=== GIVEN RECORDS ===
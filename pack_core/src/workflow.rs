//! # Workflow State Machine
//!
//! The six-step study flow a front end walks through:
//!
//! ```text
//! Upload → Mesh → Material → Configure → Run → Results
//! ```
//!
//! Moves are one step at a time. Entering `Run` requires at least one
//! configured scenario in the session.
//!
//! ## Example
//!
//! ```rust
//! use pack_core::session::Session;
//! use pack_core::workflow::{Step, StepStatus, Workflow};
//!
//! let session = Session::default();
//! let mut flow = Workflow::new();
//! flow.advance(&session).unwrap();
//! assert_eq!(flow.current(), Step::Mesh);
//! assert_eq!(flow.status(Step::Upload), StepStatus::Completed);
//! ```

use std::fmt;

use serde::{Deserialize, Serialize};

use crate::errors::{SimError, SimResult};
use crate::session::Session;

#[derive(Debug, Clone, Copy, PartialEq, Eq, Hash, PartialOrd, Ord, Default, Serialize, Deserialize)]
#[serde(rename_all = "snake_case")]
pub enum Step {
    #[default]
    Upload,
    Mesh,
    Material,
    Configure,
    Run,
    Results,
}

impl Step {
    pub const ALL: [Step; 6] = [
        Step::Upload,
        Step::Mesh,
        Step::Material,
        Step::Configure,
        Step::Run,
        Step::Results,
    ];

    /// Zero-based position in the flow
    pub fn index(&self) -> usize {
        *self as usize
    }

    pub fn from_index(index: usize) -> Option<Step> {
        Step::ALL.get(index).copied()
    }

    pub fn display_name(&self) -> &'static str {
        match self {
            Step::Upload => "Upload",
            Step::Mesh => "Mesh",
            Step::Material => "Material",
            Step::Configure => "Configure",
            Step::Run => "Run",
            Step::Results => "Results",
        }
    }

    fn next(&self) -> Option<Step> {
        Step::from_index(self.index() + 1)
    }

    fn previous(&self) -> Option<Step> {
        self.index().checked_sub(1).and_then(Step::from_index)
    }
}

impl fmt::Display for Step {
    fn fmt(&self, f: &mut fmt::Formatter<'_>) -> fmt::Result {
        f.write_str(self.display_name())
    }
}

#[derive(Debug, Clone, Copy, PartialEq, Eq, Serialize, Deserialize)]
#[serde(rename_all = "snake_case")]
pub enum StepStatus {
    Completed,
    Current,
    Pending,
}

#[derive(Debug, Clone, Copy, PartialEq, Eq, Default, Serialize, Deserialize)]
pub struct Workflow {
    current: Step,
}

impl Workflow {
    pub fn new() -> Self {
        Workflow::default()
    }

    pub fn current(&self) -> Step {
        self.current
    }

    /// Move forward one step.
    ///
    /// # Errors
    ///
    /// * `InvalidTransition` - already at `Results`
    /// * `NoTestsSelected` - entering `Run` with nothing configured
    pub fn advance(&mut self, session: &Session) -> SimResult<Step> {
        let next = self.current.next().ok_or_else(|| {
            SimError::invalid_transition(self.current.display_name(), "Results is the final step")
        })?;
        if next == Step::Run && session.tests.is_empty() {
            return Err(SimError::NoTestsSelected);
        }
        log::debug!("workflow {} -> {}", self.current, next);
        self.current = next;
        Ok(next)
    }

    /// Move back one step.
    ///
    /// # Errors
    ///
    /// `InvalidTransition` when already at `Upload`.
    pub fn back(&mut self) -> SimResult<Step> {
        let previous = self.current.previous().ok_or_else(|| {
            SimError::invalid_transition(self.current.display_name(), "Upload is the first step")
        })?;
        log::debug!("workflow {} <- {}", previous, self.current);
        self.current = previous;
        Ok(previous)
    }

    /// Return to `Upload`.
    pub fn reset(&mut self) {
        self.current = Step::Upload;
    }

    /// Where `step` stands relative to the current step
    pub fn status(&self, step: Step) -> StepStatus {
        match step.cmp(&self.current) {
            std::cmp::Ordering::Less => StepStatus::Completed,
            std::cmp::Ordering::Equal => StepStatus::Current,
            std::cmp::Ordering::Greater => StepStatus::Pending,
        }
    }
}

#[cfg(test)]
mod tests {
    use super::*;
    use crate::scenarios::TestConfig;
    use crate::scenarios::TestType;

    fn configured() -> Session {
        let mut session = Session::default();
        session.tests.push(TestConfig::default_for(TestType::Drop));
        session
    }

    #[test]
    fn test_full_walk() {
        let session = configured();
        let mut flow = Workflow::new();
        for expected in &Step::ALL[1..] {
            assert_eq!(flow.advance(&session).unwrap(), *expected);
        }
        assert_eq!(flow.current(), Step::Results);

        let err = flow.advance(&session).unwrap_err();
        assert_eq!(err.error_code(), "INVALID_TRANSITION");
        assert_eq!(flow.current(), Step::Results);
    }

    #[test]
    fn test_run_needs_tests() {
        let empty = Session::default();
        let mut flow = Workflow::new();
        for _ in 0..3 {
            flow.advance(&empty).unwrap();
        }
        assert_eq!(flow.current(), Step::Configure);
        assert_eq!(flow.advance(&empty).unwrap_err(), SimError::NoTestsSelected);
        assert_eq!(flow.current(), Step::Configure);

        assert_eq!(flow.advance(&configured()).unwrap(), Step::Run);
    }

    #[test]
    fn test_back_and_reset() {
        let session = configured();
        let mut flow = Workflow::new();
        assert!(flow.back().is_err());

        flow.advance(&session).unwrap();
        flow.advance(&session).unwrap();
        assert_eq!(flow.back().unwrap(), Step::Mesh);

        flow.reset();
        assert_eq!(flow.current(), Step::Upload);
    }

    #[test]
    fn test_status() {
        let session = configured();
        let mut flow = Workflow::new();
        flow.advance(&session).unwrap();
        flow.advance(&session).unwrap();

        assert_eq!(flow.status(Step::Upload), StepStatus::Completed);
        assert_eq!(flow.status(Step::Mesh), StepStatus::Completed);
        assert_eq!(flow.status(Step::Material), StepStatus::Current);
        assert_eq!(flow.status(Step::Results), StepStatus::Pending);
    }

    #[test]
    fn test_index_roundtrip() {
        for step in Step::ALL {
            assert_eq!(Step::from_index(step.index()), Some(step));
        }
        assert_eq!(Step::from_index(6), None);
    }
}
===
TASK ITEM:
Please set down each line of the records exactly as given.

SOLUTION TO THE EXERCISE:
filename pack_core/src/workflow.rs
//! # Workflow State Machine
//!
//! The six-step study flow a front end walks through:
//!
//! ```text
//! Upload → Mesh → Material → Configure → Run → Results
//! ```
//!
//! Moves are one step at a time. Entering `Run` requires at least one
//! configured scenario in the session.
//!
//! ## Example
//!
//! ```rust
//! use pack_core::session::Session;
//! use pack_core::workflow::{Step, StepStatus, Workflow};
//!
//! let session = Session::default();
//! let mut flow = Workflow::new();
//! flow.advance(&session).unwrap();
//! assert_eq!(flow.current(), Step::Mesh);
//! assert_eq!(flow.status(Step::Upload), StepStatus::Completed);
//! ```

use std::fmt;

use serde::{Deserialize, Serialize};

use crate::errors::{SimError, SimResult};
use crate::session::Session;

#[derive(Debug, Clone, Copy, PartialEq, Eq, Hash, PartialOrd, Ord, Default, Serialize, Deserialize)]
#[serde(rename_all = "snake_case")]
pub enum Step {
    #[default]
    Upload,
    Mesh,
    Material,
    Configure,
    Run,
    Results,
}

impl Step {
    pub const ALL: [Step; 6] = [
        Step::Upload,
        Step::Mesh,
        Step::Material,
        Step::Configure,
        Step::Run,
        Step::Results,
    ];

    /// Zero-based position in the flow
    pub fn index(&self) -> usize {
        *self as usize
    }

    pub fn from_index(index: usize) -> Option<Step> {
        Step::ALL.get(index).copied()
    }

    pub fn display_name(&self) -> &'static str {
        match self {
            Step::Upload => "Upload",
            Step::Mesh => "Mesh",
            Step::Material => "Material",
            Step::Configure => "Configure",
            Step::Run => "Run",
            Step::Results => "Results",
        }
    }

    fn next(&self) -> Option<Step> {
        Step::from_index(self.index() + 1)
    }

    fn previous(&self) -> Option<Step> {
        self.index().checked_sub(1).and_then(Step::from_index)
    }
}

impl fmt::Display for Step {
    fn fmt(&self, f: &mut fmt::Formatter<'_>) -> fmt::Result {
        f.write_str(self.display_name())
    }
}

#[derive(Debug, Clone, Copy, PartialEq, Eq, Serialize, Deserialize)]
#[serde(rename_all = "snake_case")]
pub enum StepStatus {
    Completed,
    Current,
    Pending,
}

#[derive(Debug, Clone, Copy, PartialEq, Eq, Default, Serialize, Deserialize)]
pub struct Workflow {
    current: Step,
}

impl Workflow {
    pub fn new() -> Self {
        Workflow::default()
    }

    pub fn current(&self) -> Step {
        self.current
    }

    /// Move forward one step.
    ///
    /// # Errors
    ///
    /// * `InvalidTransition` - already at `Results`
    /// * `NoTestsSelected` - entering `Run` with nothing configured
    pub fn advance(&mut self, session: &Session) -> SimResult<Step> {
        let next = self.current.next().ok_or_else(|| {
            SimError::invalid_transition(self.current.display_name(), "Results is the final step")
        })?;
        if next == Step::Run && session.tests.is_empty() {
            return Err(SimError::NoTestsSelected);
        }
        log::debug!("workflow {} -> {}", self.current, next);
        self.current = next;
        Ok(next)
    }

    /// Move back one step.
    ///
    /// # Errors
    ///
    /// `InvalidTransition` when already at `Upload`.
    pub fn back(&mut self) -> SimResult<Step> {
        let previous = self.current.previous().ok_or_else(|| {
            SimError::invalid_transition(self.current.display_name(), "Upload is the first step")
        })?;
        log::debug!("workflow {} <- {}", previous, self.current);
        self.current = previous;
        Ok(previous)
    }

    /// Return to `Upload`.
    pub fn reset(&mut self) {
        self.current = Step::Upload;
    }

    /// Where `step` stands relative to the current step
    pub fn status(&self, step: Step) -> StepStatus {
        match step.cmp(&self.current) {
            std::cmp::Ordering::Less => StepStatus::Completed,
            std::cmp::Ordering::Equal => StepStatus::Current,
            std::cmp::Ordering::Greater => StepStatus::Pending,
        }
    }
}

#[cfg(test)]
mod tests {
    use super::*;
    use crate::scenarios::TestConfig;
    use crate::scenarios::TestType;

    fn configured() -> Session {
        let mut session = Session::default();
        session.tests.push(TestConfig::default_for(TestType::Drop));
        session
    }

    #[test]
    fn test_full_walk() {
        let session = configured();
        let mut flow = Workflow::new();
        for expected in &Step::ALL[1..] {
            assert_eq!(flow.advance(&session).unwrap(), *expected);
        }
        assert_eq!(flow.current(), Step::Results);

        let err = flow.advance(&session).unwrap_err();
        assert_eq!(err.error_code(), "INVALID_TRANSITION");
        assert_eq!(flow.current(), Step::Results);
    }

    #[test]
    fn test_run_needs_tests() {
        let empty = Session::default();
        let mut flow = Workflow::new();
        for _ in 0..3 {
            flow.advance(&empty).unwrap();
        }
        assert_eq!(flow.current(), Step::Configure);
        assert_eq!(flow.advance(&empty).unwrap_err(), SimError::NoTestsSelected);
        assert_eq!(flow.current(), Step::Configure);

        assert_eq!(flow.advance(&configured()).unwrap(), Step::Run);
    }

    #[test]
    fn test_back_and_reset() {
        let session = configured();
        let mut flow = Workflow::new();
        assert!(flow.back().is_err());

        flow.advance(&session).unwrap();
        flow.advance(&session).unwrap();
        assert_eq!(flow.back().unwrap(), Step::Mesh);

        flow.reset();
        assert_eq!(flow.current(), Step::Upload);
    }

    #[test]
    fn test_status() {
        let session = configured();
        let mut flow = Workflow::new();
        flow.advance(&session).unwrap();
        flow.advance(&session).unwrap();

        assert_eq!(flow.status(Step::Upload), StepStatus::Completed);
        assert_eq!(flow.status(Step::Mesh), StepStatus::Completed);
        assert_eq!(flow.status(Step::Material), StepStatus::Current);
        assert_eq!(flow.status(Step::Results), StepStatus::Pending);
    }

    #[test]
    fn test_index_roundtrip() {
        for step in Step::ALL {
            assert_eq!(Step::from_index(step.index()), Some(step));
        }
        assert_eq!(Step::from_index(6), None);
    }
}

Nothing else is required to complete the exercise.